Scientists in Oxford have developed a faster way to identify the organisms causing bloodstream infections and to predict antibiotic resistance using rapid DNA sequencing, a move that could improve the care of sepsis patients in hospital and reduce unnecessary antibiotic use.
Up to 245,000 people develop sepsis each year in the UK, and 48,000 die as a result.
There are many different bacteria and other organisms, including fungi, that can cause these bloodstream infections. Some bacteria may also be resistant to standard antibiotics. Previous research has shown that as many as 30% of patients receive antibiotics that are not expected to work when they first come to hospital.
Currently, the method of identifying which organisms are responsible for infections in hospital is to grow them from a blood sample. This can take between one and three days; if bacteria are successfully grown, they are then grown again in different antibiotics to see which will kill them and which the bacteria are resistant to. This informs which antibiotics should be used to treat the patient successfully.
The research team, supported by the NIHR Biomedical Research Centre (BRC): Oxford, developed a method based on genetic sequencing to work out in real time which bacteria were causing infections and at the same time which antibiotics they were resistant to.
The study, whose findings were published in The Lancet Microbe, was led by David Eyre, Professor of Infectious Diseases at the University of Oxford’s Big Data Institute and Honorary Consultant in Infectious Diseases and Medical Microbiology at Oxford University Hospitals NHS Foundation Trust.
He said: “We know that treating these bloodstream infections rapidly is vital to increase the chances of survival. But clinicians often need to start giving antibiotics before the lab results are available. All too often, the first antibiotics given to a patient do not kill the bacteria, so we need to change antibiotics, which delays patients getting the most effective treatment.”
Professor Eyre’s team used an Oxford Nanopore sequencing device to read all the DNA in a positive blood sample to not only identify the infecting organism, but also to look for known genetic markers of antimicrobial resistance. This was the largest study in which this metagenomic sequencing had been used in a clinical setting on routine blood samples.
Co-author and BRC Oxford researcher Dr Kumeren Govender said: “In nearly 300 samples, we showed that this was a highly accurate method for finding the bacteria that standard lab testing found, and it did this much quicker than standard testing –around three and a half hours after we first detected bacteria growing, instead of 12. We were also able to identify resistant infections 20 hours faster than the current standard testing.”

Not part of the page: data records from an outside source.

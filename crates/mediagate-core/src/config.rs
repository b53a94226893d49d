//! Configuration module
//!
//! Configuration is read from the environment (a `.env` file is honoured) into
//! [`IngestConfig`], wrapped by [`Config`] which exposes accessors to the rest of the
//! application. Parsing goes through a lookup function so tests never have to touch the
//! process environment.

use std::env;

use crate::constants::DEFAULT_DURATION_TOLERANCE_SECS;
use crate::storage_types::StorageBackend;

const SERVER_PORT: u16 = 8080;
const MAX_UPLOAD_SIZE_MB: usize = 500;
const MAX_CONCURRENT_TRANSCODES: usize = 2;
const TRANSCODE_CRF: u8 = 30;
const MAX_CRF: u8 = 51;

/// Server-level configuration
#[derive(Clone, Debug)]
pub struct BaseConfig {
    pub server_port: u16,
    pub cors_origins: Vec<String>,
    pub environment: String,
    pub log_format: String,
}

/// Ingestion configuration: storage backend, external tools and transcode settings
#[derive(Clone, Debug)]
pub struct IngestConfig {
    pub base: BaseConfig,
    // Storage configuration
    pub storage_backend: StorageBackend,
    pub s3_bucket: Option<String>,
    pub s3_region: Option<String>,
    pub s3_endpoint: Option<String>, // Custom endpoint for S3-compatible providers (MinIO, R2, etc.)
    pub s3_public_base_url: Option<String>,
    pub local_storage_path: Option<String>,
    pub local_storage_base_url: Option<String>,
    // Media processing configuration
    pub max_upload_size_bytes: usize,
    pub ffmpeg_path: String,
    pub ffprobe_path: String,
    pub max_concurrent_transcodes: usize,
    pub duration_tolerance_secs: f64,
    pub transcode_video_codec: String,
    pub transcode_crf: u8,
    pub transcode_preset: String,
    pub scratch_dir: Option<String>,
}

/// Application configuration.
#[derive(Clone, Debug)]
pub struct Config(pub Box<IngestConfig>);

impl Config {
    fn as_ingest(&self) -> &IngestConfig {
        &self.0
    }

    pub fn from_env() -> Result<Self, anyhow::Error> {
        let config = IngestConfig::from_env()?;
        Ok(Config(Box::new(config)))
    }

    pub fn validate(&self) -> Result<(), anyhow::Error> {
        self.as_ingest().validate()
    }

    /// Check if the application is running in production mode
    pub fn is_production(&self) -> bool {
        is_production(&self.as_ingest().base.environment)
    }

    pub fn server_port(&self) -> u16 {
        self.as_ingest().base.server_port
    }

    pub fn cors_origins(&self) -> &[String] {
        &self.as_ingest().base.cors_origins
    }

    pub fn environment(&self) -> &str {
        &self.as_ingest().base.environment
    }

    pub fn log_format(&self) -> &str {
        &self.as_ingest().base.log_format
    }

    pub fn storage_backend(&self) -> StorageBackend {
        self.as_ingest().storage_backend
    }

    pub fn s3_bucket(&self) -> Option<&str> {
        self.as_ingest().s3_bucket.as_deref()
    }

    pub fn s3_region(&self) -> Option<&str> {
        self.as_ingest().s3_region.as_deref()
    }

    pub fn s3_endpoint(&self) -> Option<&str> {
        self.as_ingest().s3_endpoint.as_deref()
    }

    pub fn s3_public_base_url(&self) -> Option<&str> {
        self.as_ingest().s3_public_base_url.as_deref()
    }

    pub fn local_storage_path(&self) -> Option<&str> {
        self.as_ingest().local_storage_path.as_deref()
    }

    pub fn local_storage_base_url(&self) -> Option<&str> {
        self.as_ingest().local_storage_base_url.as_deref()
    }

    pub fn max_upload_size_bytes(&self) -> usize {
        self.as_ingest().max_upload_size_bytes
    }

    pub fn ffmpeg_path(&self) -> &str {
        &self.as_ingest().ffmpeg_path
    }

    pub fn ffprobe_path(&self) -> &str {
        &self.as_ingest().ffprobe_path
    }

    pub fn max_concurrent_transcodes(&self) -> usize {
        self.as_ingest().max_concurrent_transcodes
    }

    pub fn duration_tolerance_secs(&self) -> f64 {
        self.as_ingest().duration_tolerance_secs
    }

    pub fn transcode_video_codec(&self) -> &str {
        &self.as_ingest().transcode_video_codec
    }

    pub fn transcode_crf(&self) -> u8 {
        self.as_ingest().transcode_crf
    }

    pub fn transcode_preset(&self) -> &str {
        &self.as_ingest().transcode_preset
    }

    pub fn scratch_dir(&self) -> Option<&str> {
        self.as_ingest().scratch_dir.as_deref()
    }
}

fn is_production(environment: &str) -> bool {
    let environment = environment.to_lowercase();
    environment == "production" || environment == "prod"
}

impl IngestConfig {
    pub fn from_env() -> Result<Self, anyhow::Error> {
        dotenvy::dotenv().ok();
        Self::from_lookup(|key| env::var(key).ok())
    }

    /// Build the configuration from an arbitrary key lookup.
    pub fn from_lookup<F>(lookup: F) -> Result<Self, anyhow::Error>
    where
        F: Fn(&str) -> Option<String>,
    {
        let var = |key: &str| lookup(key).filter(|v| !v.trim().is_empty());

        let environment = var("ENVIRONMENT")
            .or_else(|| var("APP_ENV"))
            .unwrap_or_else(|| "development".to_string());

        let cors_origins_str = var("CORS_ORIGINS").unwrap_or_else(|| "*".to_string());
        if is_production(&environment) && cors_origins_str.trim() == "*" {
            return Err(anyhow::anyhow!(
                "CORS_ORIGINS cannot be '*' in production. Please specify explicit origins."
            ));
        }
        let cors_origins: Vec<String> = cors_origins_str
            .split(',')
            .map(|s| s.trim().to_string())
            .filter(|s| !s.is_empty())
            .collect();

        let base = BaseConfig {
            server_port: match var("PORT") {
                Some(port) => port
                    .parse()
                    .map_err(|_| anyhow::anyhow!("PORT must be a valid number"))?,
                None => SERVER_PORT,
            },
            cors_origins,
            environment,
            log_format: var("LOG_FORMAT")
                .unwrap_or_else(|| "text".to_string())
                .to_lowercase(),
        };

        let storage_backend = match var("STORAGE_BACKEND") {
            Some(s) => s.parse()?,
            None => StorageBackend::S3,
        };

        let duration_tolerance_secs = match var("DURATION_TOLERANCE_SECS") {
            Some(s) => s
                .parse()
                .map_err(|_| anyhow::anyhow!("DURATION_TOLERANCE_SECS must be a number"))?,
            None => DEFAULT_DURATION_TOLERANCE_SECS,
        };

        let transcode_crf = match var("TRANSCODE_CRF") {
            Some(s) => s
                .parse()
                .map_err(|_| anyhow::anyhow!("TRANSCODE_CRF must be an integer"))?,
            None => TRANSCODE_CRF,
        };

        let config = IngestConfig {
            base,
            storage_backend,
            s3_bucket: var("S3_BUCKET"),
            s3_region: var("S3_REGION").or_else(|| var("AWS_REGION")),
            s3_endpoint: var("S3_ENDPOINT"),
            s3_public_base_url: var("S3_PUBLIC_BASE_URL"),
            local_storage_path: var("LOCAL_STORAGE_PATH"),
            local_storage_base_url: var("LOCAL_STORAGE_BASE_URL"),
            max_upload_size_bytes: var("MAX_UPLOAD_SIZE_MB")
                .and_then(|s| s.parse::<usize>().ok())
                .unwrap_or(MAX_UPLOAD_SIZE_MB)
                * 1024
                * 1024,
            ffmpeg_path: var("FFMPEG_PATH").unwrap_or_else(|| "ffmpeg".to_string()),
            ffprobe_path: var("FFPROBE_PATH").unwrap_or_else(|| "ffprobe".to_string()),
            max_concurrent_transcodes: var("MAX_CONCURRENT_TRANSCODES")
                .and_then(|s| s.parse().ok())
                .unwrap_or(MAX_CONCURRENT_TRANSCODES),
            duration_tolerance_secs,
            transcode_video_codec: var("TRANSCODE_VIDEO_CODEC")
                .unwrap_or_else(|| "libx264".to_string()),
            transcode_crf,
            transcode_preset: var("TRANSCODE_PRESET").unwrap_or_else(|| "veryfast".to_string()),
            scratch_dir: var("SCRATCH_DIR"),
        };

        config.validate()?;
        Ok(config)
    }

    pub fn validate(&self) -> Result<(), anyhow::Error> {
        if self.max_concurrent_transcodes == 0 {
            return Err(anyhow::anyhow!(
                "MAX_CONCURRENT_TRANSCODES must be at least 1"
            ));
        }

        if !self.duration_tolerance_secs.is_finite() || self.duration_tolerance_secs < 0.0 {
            return Err(anyhow::anyhow!(
                "DURATION_TOLERANCE_SECS must be a non-negative number"
            ));
        }

        if self.transcode_crf > MAX_CRF {
            return Err(anyhow::anyhow!(
                "TRANSCODE_CRF must be between 0 and {}",
                MAX_CRF
            ));
        }

        match self.storage_backend {
            StorageBackend::S3 => {
                if self.s3_bucket.is_none() {
                    return Err(anyhow::anyhow!(
                        "S3_BUCKET must be set when using S3 storage backend"
                    ));
                }
                if self.s3_region.is_none() {
                    return Err(anyhow::anyhow!(
                        "S3_REGION or AWS_REGION must be set when using S3 storage backend"
                    ));
                }
            }
            StorageBackend::Local => {
                if self.local_storage_path.is_none() {
                    return Err(anyhow::anyhow!(
                        "LOCAL_STORAGE_PATH must be set when using local storage backend"
                    ));
                }
                if self.local_storage_base_url.is_none() {
                    return Err(anyhow::anyhow!(
                        "LOCAL_STORAGE_BASE_URL must be set when using local storage backend"
                    ));
                }
            }
        }

        Ok(())
    }
}

#[cfg(test)]
mod tests {
    use super::*;
    use std::collections::HashMap;

    fn lookup(pairs: &[(&str, &str)]) -> impl Fn(&str) -> Option<String> {
        let map: HashMap<String, String> = pairs
            .iter()
            .map(|(k, v)| (k.to_string(), v.to_string()))
            .collect();
        move |key| map.get(key).cloned()
    }

    fn local_env() -> Vec<(&'static str, &'static str)> {
        vec![
            ("STORAGE_BACKEND", "local"),
            ("LOCAL_STORAGE_PATH", "/tmp/mediagate"),
            ("LOCAL_STORAGE_BASE_URL", "http://localhost:8080/media"),
        ]
    }

    #[test]
    fn test_defaults() {
        let config = IngestConfig::from_lookup(lookup(&local_env())).unwrap();
        assert_eq!(config.base.server_port, 8080);
        assert_eq!(config.base.cors_origins, vec!["*".to_string()]);
        assert_eq!(config.storage_backend, StorageBackend::Local);
        assert_eq!(config.duration_tolerance_secs, 0.2);
        assert_eq!(config.transcode_crf, 30);
        assert_eq!(config.transcode_preset, "veryfast");
        assert_eq!(config.transcode_video_codec, "libx264");
        assert_eq!(config.max_concurrent_transcodes, 2);
        assert_eq!(config.max_upload_size_bytes, 500 * 1024 * 1024);
        assert_eq!(config.ffprobe_path, "ffprobe");
    }

    #[test]
    fn test_s3_requires_bucket_and_region() {
        let err = IngestConfig::from_lookup(lookup(&[])).unwrap_err();
        assert!(err.to_string().contains("S3_BUCKET"));

        let err = IngestConfig::from_lookup(lookup(&[("S3_BUCKET", "media")])).unwrap_err();
        assert!(err.to_string().contains("S3_REGION"));

        let config = IngestConfig::from_lookup(lookup(&[
            ("S3_BUCKET", "media"),
            ("AWS_REGION", "eu-west-1"),
        ]))
        .unwrap();
        assert_eq!(config.s3_region.as_deref(), Some("eu-west-1"));
    }

    #[test]
    fn test_production_rejects_wildcard_cors() {
        let mut env = local_env();
        env.push(("ENVIRONMENT", "production"));
        let err = IngestConfig::from_lookup(lookup(&env)).unwrap_err();
        assert!(err.to_string().contains("CORS_ORIGINS"));

        env.push(("CORS_ORIGINS", "https://app.example.com, https://admin.example.com"));
        let config = Config(Box::new(IngestConfig::from_lookup(lookup(&env)).unwrap()));
        assert!(config.is_production());
        assert_eq!(config.cors_origins().len(), 2);
    }

    #[test]
    fn test_invalid_values_are_rejected() {
        let mut env = local_env();
        env.push(("TRANSCODE_CRF", "60"));
        assert!(IngestConfig::from_lookup(lookup(&env)).is_err());

        let mut env = local_env();
        env.push(("DURATION_TOLERANCE_SECS", "-0.5"));
        assert!(IngestConfig::from_lookup(lookup(&env)).is_err());

        let mut env = local_env();
        env.push(("MAX_CONCURRENT_TRANSCODES", "0"));
        assert!(IngestConfig::from_lookup(lookup(&env)).is_err());

        let mut env = local_env();
        env.push(("PORT", "http"));
        assert!(IngestConfig::from_lookup(lookup(&env)).is_err());
    }

    #[test]
    fn test_overrides() {
        let mut env = local_env();
        env.extend([
            ("PORT", "9000"),
            ("DURATION_TOLERANCE_SECS", "0.5"),
            ("TRANSCODE_PRESET", "fast"),
            ("MAX_UPLOAD_SIZE_MB", "10"),
            ("SCRATCH_DIR", "/var/tmp/mediagate"),
        ]);
        let config = IngestConfig::from_lookup(lookup(&env)).unwrap();
        assert_eq!(config.base.server_port, 9000);
        assert_eq!(config.duration_tolerance_secs, 0.5);
        assert_eq!(config.transcode_preset, "fast");
        assert_eq!(config.max_upload_size_bytes, 10 * 1024 * 1024);
        assert_eq!(config.scratch_dir.as_deref(), Some("/var/tmp/mediagate"));
    }
}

As well as the more common pathogens found by routine testing, this sequencing approach found 18 additional bacteria that standard testing had never found that were plausible causes of a patient’s infection.
Professor Eyre, who is also Co-lead for the NIHR BRC: Oxford’s Modernising Medical Microbiology and Big Infection Diagnostics Theme, added: “These findings are extremely encouraging and demonstrate the huge potential of sequencing to improve diagnosis in bloodstream infections and to inform decisions around the most effective antibiotic treatments.
“The fact we can rapidly identify the organism and detect antibiotic resistance in one go could be a gamechanger in our efforts to tackle sepsis in our hospitals, as it means we would be able to get the right drugs to patients within hours rather than days.”
He added that this study had shown how this fast, accurate identification of pathogens – even ones that had been previously undetected – could be integrated into existing clinical workflows, reducing delays in diagnosis and allowing quicker targeted treatment.
Professor Eyre’s team will now carry another BRC Oxford-supported study comparing this sequencing method with four other potential new methods for finding pathogens or antibiotic resistance in bloodstream infections – assessing their accuracy, speed and user experience – and assessing them alongside standard laboratory methods.
“This kind of study is very rare; most look at just one new method at a time, making it difficult for the NHS to decide which technology they should invest in,” Professor Eyre explained.
Alongside the study, the team will conduct a national survey of NHS hospitals on how they currently diagnose bloodstream infections to work out where the tests might have most benefit for patients. A parallel health economics study will estimate which technology or technologies provides best value for money for the NHS.